DATASET ENTRIES:
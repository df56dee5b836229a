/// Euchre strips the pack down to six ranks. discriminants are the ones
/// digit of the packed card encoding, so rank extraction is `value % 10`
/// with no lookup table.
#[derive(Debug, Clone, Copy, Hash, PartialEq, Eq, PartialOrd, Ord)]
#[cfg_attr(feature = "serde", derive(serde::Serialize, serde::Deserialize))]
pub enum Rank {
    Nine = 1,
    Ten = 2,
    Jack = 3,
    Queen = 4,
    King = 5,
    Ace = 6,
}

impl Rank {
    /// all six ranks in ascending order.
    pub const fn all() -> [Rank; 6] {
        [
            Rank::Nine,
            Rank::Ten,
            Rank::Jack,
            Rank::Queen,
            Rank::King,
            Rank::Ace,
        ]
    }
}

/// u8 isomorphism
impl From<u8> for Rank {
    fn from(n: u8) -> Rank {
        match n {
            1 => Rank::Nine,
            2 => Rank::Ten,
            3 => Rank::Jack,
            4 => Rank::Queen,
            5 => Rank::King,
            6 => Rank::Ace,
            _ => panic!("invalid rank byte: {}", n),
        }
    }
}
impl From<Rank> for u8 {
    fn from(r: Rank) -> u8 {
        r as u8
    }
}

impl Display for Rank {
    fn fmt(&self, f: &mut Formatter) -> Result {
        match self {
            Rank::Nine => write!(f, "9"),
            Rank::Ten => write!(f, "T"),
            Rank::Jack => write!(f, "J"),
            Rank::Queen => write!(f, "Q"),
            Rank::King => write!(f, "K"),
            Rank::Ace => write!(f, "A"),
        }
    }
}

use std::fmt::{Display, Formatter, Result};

WORK TO COMPLETE: Word for word, transcribe the complete listing.

RESULT:
repository df56dee5b836229a
/// Euchre strips the pack down to six ranks. discriminants are the ones
/// digit of the packed card encoding, so rank extraction is `value % 10`
/// with no lookup table.
#[derive(Debug, Clone, Copy, Hash, PartialEq, Eq, PartialOrd, Ord)]
#[cfg_attr(feature = "serde", derive(serde::Serialize, serde::Deserialize))]
pub enum Rank {
    Nine = 1,
    Ten = 2,
    Jack = 3,
    Queen = 4,
    King = 5,
    Ace = 6,
}

impl Rank {
    /// all six ranks in ascending order.
    pub const fn all() -> [Rank; 6] {
        [
            Rank::Nine,
            Rank::Ten,
            Rank::Jack,
            Rank::Queen,
            Rank::King,
            Rank::Ace,
        ]
    }
}

/// u8 isomorphism
impl From<u8> for Rank {
    fn from(n: u8) -> Rank {
        match n {
            1 => Rank::Nine,
            2 => Rank::Ten,
            3 => Rank::Jack,
            4 => Rank::Queen,
            5 => Rank::King,
            6 => Rank::Ace,
            _ => panic!("invalid rank byte: {}", n),
        }
    }
}
impl From<Rank> for u8 {
    fn from(r: Rank) -> u8 {
        r as u8
    }
}

impl Display for Rank {
    fn fmt(&self, f: &mut Formatter) -> Result {
        match self {
            Rank::Nine => write!(f, "9"),
            Rank::Ten => write!(f, "T"),
            Rank::Jack => write!(f, "J"),
            Rank::Queen => write!(f, "Q"),
            Rank::King => write!(f, "K"),
            Rank::Ace => write!(f, "A"),
        }
    }
}

use std::fmt::{Display, Formatter, Result};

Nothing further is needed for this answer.